**Description of the task**
Return all lines from the entries below in which the word "OpKind" is present.
━━━━━ Dataset content ━━━━━
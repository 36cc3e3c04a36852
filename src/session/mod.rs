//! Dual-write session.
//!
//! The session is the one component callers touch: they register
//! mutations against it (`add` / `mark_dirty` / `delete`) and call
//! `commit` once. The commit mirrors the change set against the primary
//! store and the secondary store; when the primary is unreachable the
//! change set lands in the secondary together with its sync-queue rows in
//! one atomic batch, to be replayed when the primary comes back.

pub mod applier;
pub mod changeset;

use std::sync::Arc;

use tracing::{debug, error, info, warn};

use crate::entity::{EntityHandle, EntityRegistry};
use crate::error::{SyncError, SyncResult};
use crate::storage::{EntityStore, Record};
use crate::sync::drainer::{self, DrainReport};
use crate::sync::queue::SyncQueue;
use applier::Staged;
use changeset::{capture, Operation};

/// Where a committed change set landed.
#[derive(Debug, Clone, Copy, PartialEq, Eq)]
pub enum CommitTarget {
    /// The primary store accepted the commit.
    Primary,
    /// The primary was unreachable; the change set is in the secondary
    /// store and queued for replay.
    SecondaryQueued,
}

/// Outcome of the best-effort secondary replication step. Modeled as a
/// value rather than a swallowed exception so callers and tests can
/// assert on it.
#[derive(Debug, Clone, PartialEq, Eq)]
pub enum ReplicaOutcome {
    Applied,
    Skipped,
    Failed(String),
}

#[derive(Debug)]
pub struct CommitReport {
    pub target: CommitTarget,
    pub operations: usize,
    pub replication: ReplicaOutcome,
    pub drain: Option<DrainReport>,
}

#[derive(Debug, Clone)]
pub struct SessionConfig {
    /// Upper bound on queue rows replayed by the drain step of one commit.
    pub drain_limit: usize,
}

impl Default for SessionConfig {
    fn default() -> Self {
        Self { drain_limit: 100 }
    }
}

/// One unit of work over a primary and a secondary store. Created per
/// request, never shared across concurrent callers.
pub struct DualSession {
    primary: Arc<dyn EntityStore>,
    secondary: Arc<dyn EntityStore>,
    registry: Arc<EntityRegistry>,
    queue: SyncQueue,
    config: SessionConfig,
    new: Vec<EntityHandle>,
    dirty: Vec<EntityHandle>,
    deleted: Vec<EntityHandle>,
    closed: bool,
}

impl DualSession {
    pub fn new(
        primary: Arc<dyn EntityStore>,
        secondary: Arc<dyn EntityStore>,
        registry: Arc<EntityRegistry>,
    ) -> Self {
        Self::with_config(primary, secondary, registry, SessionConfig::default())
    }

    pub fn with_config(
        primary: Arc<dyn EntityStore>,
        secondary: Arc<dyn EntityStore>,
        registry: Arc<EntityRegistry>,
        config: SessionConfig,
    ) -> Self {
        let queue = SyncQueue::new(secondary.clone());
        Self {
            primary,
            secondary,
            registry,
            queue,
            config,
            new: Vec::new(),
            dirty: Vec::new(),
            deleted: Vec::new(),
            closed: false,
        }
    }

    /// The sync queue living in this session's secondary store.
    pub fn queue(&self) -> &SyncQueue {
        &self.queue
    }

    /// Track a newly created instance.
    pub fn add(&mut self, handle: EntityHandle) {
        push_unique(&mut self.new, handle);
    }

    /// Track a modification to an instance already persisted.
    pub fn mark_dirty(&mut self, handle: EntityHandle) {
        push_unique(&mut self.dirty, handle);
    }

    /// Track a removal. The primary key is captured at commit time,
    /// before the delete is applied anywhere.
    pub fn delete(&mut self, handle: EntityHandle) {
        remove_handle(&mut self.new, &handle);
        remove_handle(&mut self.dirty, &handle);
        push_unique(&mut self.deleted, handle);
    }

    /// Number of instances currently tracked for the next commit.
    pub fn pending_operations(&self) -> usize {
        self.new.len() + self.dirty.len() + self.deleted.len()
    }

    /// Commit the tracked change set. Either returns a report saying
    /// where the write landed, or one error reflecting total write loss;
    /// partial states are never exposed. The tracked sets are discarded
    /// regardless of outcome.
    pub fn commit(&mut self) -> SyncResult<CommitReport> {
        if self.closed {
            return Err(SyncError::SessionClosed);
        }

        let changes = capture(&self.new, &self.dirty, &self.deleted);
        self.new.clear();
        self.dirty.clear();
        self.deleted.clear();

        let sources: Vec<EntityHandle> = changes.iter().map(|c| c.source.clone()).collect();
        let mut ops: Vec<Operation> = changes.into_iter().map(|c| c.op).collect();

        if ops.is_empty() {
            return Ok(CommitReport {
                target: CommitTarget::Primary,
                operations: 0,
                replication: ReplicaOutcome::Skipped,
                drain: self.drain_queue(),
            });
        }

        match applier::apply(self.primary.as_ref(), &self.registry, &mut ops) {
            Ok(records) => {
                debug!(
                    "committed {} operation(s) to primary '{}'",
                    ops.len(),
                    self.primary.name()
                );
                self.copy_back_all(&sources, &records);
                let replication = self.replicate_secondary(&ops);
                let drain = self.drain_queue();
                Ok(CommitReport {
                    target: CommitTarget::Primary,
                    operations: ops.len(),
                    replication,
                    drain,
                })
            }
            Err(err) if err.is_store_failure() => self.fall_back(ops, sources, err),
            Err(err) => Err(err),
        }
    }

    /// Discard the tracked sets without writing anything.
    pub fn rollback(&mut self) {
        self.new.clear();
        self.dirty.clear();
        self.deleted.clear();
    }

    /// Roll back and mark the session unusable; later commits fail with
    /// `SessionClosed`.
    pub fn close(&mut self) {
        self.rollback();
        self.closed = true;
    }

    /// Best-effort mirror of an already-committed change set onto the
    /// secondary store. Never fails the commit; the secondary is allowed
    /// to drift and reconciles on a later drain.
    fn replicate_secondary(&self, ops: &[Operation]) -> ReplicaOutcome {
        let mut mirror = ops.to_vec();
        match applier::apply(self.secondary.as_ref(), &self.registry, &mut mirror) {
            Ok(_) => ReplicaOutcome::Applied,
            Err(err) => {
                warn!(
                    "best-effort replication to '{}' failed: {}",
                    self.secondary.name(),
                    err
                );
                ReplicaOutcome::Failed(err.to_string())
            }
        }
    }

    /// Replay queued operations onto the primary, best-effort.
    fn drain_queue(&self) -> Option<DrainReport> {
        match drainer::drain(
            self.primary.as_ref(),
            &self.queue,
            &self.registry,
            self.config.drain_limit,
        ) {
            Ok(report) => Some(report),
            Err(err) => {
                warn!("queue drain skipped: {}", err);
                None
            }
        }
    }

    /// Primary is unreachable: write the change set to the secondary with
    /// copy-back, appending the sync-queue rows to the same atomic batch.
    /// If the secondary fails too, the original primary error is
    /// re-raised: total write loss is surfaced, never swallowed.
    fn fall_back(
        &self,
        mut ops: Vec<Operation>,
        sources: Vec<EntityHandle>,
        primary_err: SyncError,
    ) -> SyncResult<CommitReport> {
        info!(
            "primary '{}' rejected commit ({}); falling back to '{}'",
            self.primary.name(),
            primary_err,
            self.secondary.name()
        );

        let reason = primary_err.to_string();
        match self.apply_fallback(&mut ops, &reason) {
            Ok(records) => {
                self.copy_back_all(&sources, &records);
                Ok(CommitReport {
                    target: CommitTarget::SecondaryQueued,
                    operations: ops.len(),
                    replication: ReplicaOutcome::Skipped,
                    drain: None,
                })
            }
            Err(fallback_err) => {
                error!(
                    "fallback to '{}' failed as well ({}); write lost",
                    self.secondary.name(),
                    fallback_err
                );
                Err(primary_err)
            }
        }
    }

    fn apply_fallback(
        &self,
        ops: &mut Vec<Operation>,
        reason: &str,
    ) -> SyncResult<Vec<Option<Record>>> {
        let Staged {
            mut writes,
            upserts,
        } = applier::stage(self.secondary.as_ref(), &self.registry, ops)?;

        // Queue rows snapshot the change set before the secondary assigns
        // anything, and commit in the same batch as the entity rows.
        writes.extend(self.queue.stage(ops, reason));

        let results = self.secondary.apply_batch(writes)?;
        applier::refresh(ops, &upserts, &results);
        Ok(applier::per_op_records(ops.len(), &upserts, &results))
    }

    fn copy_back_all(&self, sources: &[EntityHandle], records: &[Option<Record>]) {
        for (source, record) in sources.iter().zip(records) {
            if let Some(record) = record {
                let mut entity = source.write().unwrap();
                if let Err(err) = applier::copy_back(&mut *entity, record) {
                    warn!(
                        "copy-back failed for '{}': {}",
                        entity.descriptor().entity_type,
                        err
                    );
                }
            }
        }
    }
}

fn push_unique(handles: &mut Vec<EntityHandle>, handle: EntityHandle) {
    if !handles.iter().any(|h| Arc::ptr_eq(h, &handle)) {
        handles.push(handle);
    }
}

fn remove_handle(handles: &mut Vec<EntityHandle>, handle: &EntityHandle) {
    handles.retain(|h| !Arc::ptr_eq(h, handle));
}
━━━━━
━━━━━ Dataset content ━━━━━
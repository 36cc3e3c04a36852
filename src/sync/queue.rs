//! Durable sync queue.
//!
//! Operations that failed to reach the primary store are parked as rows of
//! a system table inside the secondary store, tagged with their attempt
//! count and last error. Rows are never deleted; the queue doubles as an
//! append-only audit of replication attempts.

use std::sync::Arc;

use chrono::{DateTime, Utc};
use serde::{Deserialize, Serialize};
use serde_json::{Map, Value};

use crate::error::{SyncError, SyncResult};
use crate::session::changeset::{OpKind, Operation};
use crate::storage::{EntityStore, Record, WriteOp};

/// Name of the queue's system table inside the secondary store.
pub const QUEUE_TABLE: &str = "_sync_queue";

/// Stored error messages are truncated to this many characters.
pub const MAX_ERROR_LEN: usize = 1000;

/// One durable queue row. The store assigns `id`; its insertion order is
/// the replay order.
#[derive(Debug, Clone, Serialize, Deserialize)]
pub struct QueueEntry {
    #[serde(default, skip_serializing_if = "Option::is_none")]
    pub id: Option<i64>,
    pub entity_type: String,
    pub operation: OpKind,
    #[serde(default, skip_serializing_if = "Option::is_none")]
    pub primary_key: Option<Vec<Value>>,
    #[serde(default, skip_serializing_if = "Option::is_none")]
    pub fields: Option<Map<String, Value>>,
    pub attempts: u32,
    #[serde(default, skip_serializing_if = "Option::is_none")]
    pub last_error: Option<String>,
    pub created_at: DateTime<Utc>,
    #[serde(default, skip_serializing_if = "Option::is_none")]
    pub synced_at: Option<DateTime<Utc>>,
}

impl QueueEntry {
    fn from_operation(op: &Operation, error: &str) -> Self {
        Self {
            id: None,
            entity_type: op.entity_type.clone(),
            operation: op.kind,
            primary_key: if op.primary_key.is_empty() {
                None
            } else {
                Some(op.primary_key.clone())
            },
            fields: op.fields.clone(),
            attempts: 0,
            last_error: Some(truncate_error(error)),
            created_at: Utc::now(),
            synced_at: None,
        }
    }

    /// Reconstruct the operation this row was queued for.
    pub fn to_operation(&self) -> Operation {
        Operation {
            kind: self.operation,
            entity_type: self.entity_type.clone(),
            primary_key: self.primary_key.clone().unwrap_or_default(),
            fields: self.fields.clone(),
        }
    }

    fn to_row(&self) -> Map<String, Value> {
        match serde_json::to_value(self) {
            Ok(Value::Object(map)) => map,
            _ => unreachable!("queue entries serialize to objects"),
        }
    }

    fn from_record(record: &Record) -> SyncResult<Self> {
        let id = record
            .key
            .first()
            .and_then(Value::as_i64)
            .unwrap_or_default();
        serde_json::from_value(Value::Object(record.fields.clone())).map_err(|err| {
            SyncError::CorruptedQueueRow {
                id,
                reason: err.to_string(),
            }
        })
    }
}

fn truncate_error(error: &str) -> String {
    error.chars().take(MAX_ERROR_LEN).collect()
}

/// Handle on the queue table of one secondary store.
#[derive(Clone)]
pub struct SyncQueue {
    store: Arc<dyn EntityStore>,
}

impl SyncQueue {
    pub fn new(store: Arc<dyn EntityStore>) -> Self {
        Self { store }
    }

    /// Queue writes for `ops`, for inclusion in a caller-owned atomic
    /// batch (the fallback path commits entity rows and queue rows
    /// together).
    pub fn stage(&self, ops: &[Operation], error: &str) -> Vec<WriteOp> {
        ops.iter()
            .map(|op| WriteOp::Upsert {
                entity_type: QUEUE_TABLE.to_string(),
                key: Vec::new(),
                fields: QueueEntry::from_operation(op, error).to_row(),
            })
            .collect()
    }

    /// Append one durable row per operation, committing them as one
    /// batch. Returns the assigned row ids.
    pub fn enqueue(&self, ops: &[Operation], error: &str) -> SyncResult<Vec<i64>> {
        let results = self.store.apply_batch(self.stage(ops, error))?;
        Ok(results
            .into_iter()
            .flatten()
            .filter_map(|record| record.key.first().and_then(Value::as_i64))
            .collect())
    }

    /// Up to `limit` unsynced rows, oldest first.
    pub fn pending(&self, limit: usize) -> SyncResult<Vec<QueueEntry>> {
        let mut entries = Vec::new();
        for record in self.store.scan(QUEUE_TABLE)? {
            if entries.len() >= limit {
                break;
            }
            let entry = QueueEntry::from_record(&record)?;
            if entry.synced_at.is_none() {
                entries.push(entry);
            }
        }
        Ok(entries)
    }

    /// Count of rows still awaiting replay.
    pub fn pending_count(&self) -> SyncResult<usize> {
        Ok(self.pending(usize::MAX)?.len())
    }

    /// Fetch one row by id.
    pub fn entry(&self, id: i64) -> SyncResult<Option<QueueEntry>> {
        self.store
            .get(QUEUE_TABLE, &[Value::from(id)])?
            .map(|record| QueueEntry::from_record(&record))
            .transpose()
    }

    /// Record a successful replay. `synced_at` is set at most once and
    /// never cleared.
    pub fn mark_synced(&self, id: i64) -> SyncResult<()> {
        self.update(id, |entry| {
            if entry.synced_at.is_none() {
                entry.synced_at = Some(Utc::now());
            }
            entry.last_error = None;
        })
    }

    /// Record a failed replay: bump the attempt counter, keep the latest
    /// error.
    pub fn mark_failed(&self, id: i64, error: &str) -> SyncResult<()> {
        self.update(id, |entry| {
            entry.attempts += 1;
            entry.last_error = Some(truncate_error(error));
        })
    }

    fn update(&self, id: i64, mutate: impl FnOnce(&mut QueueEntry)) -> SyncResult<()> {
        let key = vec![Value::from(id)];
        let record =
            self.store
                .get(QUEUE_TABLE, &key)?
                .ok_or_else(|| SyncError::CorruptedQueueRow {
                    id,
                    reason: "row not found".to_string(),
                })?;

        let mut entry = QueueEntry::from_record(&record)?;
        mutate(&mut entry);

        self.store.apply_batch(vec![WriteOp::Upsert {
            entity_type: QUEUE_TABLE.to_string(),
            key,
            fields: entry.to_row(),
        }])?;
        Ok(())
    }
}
━━━━━
**Response to the task**
use crate::session::changeset::{OpKind, Operation};
    pub operation: OpKind,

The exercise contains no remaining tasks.